Stored data entries

++++++++++++++++++++

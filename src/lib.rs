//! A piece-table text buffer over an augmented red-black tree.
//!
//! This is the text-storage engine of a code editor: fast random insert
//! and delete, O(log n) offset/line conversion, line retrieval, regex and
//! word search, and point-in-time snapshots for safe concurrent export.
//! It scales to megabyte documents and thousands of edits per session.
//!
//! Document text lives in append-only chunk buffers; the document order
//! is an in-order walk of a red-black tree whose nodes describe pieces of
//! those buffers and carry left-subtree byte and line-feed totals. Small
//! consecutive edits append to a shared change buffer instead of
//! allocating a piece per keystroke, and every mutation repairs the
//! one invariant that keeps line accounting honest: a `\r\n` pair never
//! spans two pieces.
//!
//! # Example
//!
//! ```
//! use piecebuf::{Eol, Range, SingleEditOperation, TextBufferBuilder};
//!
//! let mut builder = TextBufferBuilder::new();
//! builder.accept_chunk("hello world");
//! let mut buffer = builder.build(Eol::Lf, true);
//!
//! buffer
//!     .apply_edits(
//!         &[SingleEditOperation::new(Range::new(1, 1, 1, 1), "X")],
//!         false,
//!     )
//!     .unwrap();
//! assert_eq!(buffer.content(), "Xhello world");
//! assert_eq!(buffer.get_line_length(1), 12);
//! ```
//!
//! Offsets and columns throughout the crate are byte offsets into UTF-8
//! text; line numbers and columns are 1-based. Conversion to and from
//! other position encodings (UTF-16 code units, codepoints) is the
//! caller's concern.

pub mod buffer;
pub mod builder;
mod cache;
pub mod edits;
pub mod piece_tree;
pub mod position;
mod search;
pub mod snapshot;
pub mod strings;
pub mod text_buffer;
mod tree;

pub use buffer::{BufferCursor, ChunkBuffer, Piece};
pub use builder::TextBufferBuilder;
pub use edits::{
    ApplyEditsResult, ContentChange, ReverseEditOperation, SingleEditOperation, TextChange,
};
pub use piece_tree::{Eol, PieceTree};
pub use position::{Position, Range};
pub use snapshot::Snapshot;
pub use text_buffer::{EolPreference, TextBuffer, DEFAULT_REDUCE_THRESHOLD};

++++++++++++++++++++

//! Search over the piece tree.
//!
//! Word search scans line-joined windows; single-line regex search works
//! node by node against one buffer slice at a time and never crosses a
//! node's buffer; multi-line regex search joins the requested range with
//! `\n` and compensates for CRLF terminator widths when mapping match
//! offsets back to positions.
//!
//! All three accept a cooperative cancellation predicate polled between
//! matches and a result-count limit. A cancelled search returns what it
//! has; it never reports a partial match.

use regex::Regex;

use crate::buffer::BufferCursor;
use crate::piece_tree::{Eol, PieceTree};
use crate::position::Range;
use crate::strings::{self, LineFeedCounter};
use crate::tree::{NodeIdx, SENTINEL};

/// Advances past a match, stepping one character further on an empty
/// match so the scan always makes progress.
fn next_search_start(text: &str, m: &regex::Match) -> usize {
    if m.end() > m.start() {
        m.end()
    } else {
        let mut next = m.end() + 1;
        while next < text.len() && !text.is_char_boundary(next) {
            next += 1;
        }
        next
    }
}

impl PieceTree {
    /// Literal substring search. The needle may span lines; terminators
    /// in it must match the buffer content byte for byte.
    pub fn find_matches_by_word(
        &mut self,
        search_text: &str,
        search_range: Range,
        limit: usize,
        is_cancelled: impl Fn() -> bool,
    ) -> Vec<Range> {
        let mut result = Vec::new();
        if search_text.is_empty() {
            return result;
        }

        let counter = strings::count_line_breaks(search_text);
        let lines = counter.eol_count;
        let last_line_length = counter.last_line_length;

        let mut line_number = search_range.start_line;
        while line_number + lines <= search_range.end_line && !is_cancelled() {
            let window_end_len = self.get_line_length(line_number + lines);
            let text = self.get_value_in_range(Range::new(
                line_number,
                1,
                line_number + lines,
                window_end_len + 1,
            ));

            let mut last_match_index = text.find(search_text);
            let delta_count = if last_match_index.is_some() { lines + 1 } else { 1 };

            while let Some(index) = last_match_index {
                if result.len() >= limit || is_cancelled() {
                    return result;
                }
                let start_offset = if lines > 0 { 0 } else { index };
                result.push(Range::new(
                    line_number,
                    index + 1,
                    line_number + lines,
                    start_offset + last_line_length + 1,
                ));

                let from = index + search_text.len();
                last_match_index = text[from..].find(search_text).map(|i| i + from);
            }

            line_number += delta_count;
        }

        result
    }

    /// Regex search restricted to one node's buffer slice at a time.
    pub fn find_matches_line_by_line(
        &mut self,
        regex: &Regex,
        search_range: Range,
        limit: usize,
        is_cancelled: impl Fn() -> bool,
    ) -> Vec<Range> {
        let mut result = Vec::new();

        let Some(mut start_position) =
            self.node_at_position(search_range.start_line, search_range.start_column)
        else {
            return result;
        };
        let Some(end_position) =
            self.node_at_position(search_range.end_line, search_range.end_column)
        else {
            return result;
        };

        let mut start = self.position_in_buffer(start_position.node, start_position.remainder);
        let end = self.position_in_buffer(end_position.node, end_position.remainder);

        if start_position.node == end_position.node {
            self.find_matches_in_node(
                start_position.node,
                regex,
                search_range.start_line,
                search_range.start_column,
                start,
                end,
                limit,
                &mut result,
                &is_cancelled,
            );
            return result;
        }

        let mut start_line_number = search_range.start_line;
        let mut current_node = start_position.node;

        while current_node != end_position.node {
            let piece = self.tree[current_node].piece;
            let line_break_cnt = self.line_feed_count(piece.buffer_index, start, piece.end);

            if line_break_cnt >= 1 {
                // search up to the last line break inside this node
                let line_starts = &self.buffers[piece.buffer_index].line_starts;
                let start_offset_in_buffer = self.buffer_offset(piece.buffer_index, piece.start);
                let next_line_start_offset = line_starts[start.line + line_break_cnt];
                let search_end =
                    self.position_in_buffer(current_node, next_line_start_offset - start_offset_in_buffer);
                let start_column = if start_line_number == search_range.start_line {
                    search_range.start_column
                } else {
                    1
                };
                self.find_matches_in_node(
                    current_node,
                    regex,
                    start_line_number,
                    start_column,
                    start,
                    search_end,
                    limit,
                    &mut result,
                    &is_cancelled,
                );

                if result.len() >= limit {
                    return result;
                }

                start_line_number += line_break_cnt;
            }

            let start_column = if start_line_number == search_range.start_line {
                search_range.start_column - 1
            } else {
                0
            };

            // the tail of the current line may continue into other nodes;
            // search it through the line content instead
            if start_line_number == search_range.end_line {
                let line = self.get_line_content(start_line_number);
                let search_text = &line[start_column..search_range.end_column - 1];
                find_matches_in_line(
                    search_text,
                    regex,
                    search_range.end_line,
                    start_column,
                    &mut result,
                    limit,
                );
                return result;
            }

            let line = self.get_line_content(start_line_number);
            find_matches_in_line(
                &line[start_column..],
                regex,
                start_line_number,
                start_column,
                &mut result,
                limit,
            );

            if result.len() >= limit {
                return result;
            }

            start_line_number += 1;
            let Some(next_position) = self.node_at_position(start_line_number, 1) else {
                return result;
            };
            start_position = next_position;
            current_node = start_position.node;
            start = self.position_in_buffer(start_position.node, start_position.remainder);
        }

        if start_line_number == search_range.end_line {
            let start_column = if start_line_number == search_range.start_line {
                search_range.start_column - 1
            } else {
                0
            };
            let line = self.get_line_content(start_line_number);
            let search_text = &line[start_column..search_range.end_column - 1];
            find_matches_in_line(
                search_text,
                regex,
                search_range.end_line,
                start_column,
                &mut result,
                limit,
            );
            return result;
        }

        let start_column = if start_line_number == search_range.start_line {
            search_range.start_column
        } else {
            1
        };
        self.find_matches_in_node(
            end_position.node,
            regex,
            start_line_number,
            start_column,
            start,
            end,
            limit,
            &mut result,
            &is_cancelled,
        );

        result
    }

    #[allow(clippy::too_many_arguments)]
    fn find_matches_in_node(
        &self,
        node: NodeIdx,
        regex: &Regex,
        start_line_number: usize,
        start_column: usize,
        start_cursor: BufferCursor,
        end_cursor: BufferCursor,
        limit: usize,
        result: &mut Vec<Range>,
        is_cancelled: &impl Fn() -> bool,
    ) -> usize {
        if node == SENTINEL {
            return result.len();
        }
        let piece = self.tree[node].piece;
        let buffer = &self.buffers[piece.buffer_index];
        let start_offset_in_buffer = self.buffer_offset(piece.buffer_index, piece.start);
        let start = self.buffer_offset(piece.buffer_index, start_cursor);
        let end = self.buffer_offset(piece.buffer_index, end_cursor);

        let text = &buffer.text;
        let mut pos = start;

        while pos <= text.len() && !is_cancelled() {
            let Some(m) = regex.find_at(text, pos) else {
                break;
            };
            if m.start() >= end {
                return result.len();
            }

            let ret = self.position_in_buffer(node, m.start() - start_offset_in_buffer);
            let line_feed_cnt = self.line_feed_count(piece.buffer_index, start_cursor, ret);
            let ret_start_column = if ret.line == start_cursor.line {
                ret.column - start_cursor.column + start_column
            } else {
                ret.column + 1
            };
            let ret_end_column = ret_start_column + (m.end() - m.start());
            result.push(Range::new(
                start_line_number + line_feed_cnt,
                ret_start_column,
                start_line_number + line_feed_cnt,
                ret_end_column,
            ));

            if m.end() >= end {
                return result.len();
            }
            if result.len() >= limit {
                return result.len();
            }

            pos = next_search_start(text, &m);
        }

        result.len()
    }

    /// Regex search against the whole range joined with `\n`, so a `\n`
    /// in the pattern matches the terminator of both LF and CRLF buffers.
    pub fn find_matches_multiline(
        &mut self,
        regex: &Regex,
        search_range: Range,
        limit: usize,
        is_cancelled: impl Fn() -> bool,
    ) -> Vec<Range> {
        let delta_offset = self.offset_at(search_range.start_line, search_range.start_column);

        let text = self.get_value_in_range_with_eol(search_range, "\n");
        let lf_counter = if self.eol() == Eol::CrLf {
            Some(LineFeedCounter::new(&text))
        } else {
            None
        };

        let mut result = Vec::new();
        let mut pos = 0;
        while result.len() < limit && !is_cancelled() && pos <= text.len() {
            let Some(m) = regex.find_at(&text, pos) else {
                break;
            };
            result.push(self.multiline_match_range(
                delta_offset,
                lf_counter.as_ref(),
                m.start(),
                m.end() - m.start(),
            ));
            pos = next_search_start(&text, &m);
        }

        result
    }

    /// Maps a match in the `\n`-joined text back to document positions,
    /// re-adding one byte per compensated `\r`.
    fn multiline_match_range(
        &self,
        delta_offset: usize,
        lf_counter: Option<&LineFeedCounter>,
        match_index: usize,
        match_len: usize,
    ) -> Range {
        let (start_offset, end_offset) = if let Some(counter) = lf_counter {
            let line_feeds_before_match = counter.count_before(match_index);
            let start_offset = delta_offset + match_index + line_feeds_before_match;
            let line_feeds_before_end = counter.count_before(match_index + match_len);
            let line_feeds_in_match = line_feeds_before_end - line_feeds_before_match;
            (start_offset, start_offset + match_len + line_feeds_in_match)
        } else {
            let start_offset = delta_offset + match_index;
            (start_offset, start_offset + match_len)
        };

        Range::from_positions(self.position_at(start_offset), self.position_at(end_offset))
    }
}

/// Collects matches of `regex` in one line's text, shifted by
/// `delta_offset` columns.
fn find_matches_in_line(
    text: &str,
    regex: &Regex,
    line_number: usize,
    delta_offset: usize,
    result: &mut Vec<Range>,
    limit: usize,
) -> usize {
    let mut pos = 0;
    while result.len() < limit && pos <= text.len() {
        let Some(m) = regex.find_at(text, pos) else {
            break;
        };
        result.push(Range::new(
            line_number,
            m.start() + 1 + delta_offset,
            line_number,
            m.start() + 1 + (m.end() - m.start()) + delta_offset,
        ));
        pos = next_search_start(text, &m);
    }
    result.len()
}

++++++++++++++++++++

DESCRIPTION OF THE TASK:
Say how many lines in the entries contain the string "over". Nothing else belongs in the reply.

COMPLETED EXERCISE:
2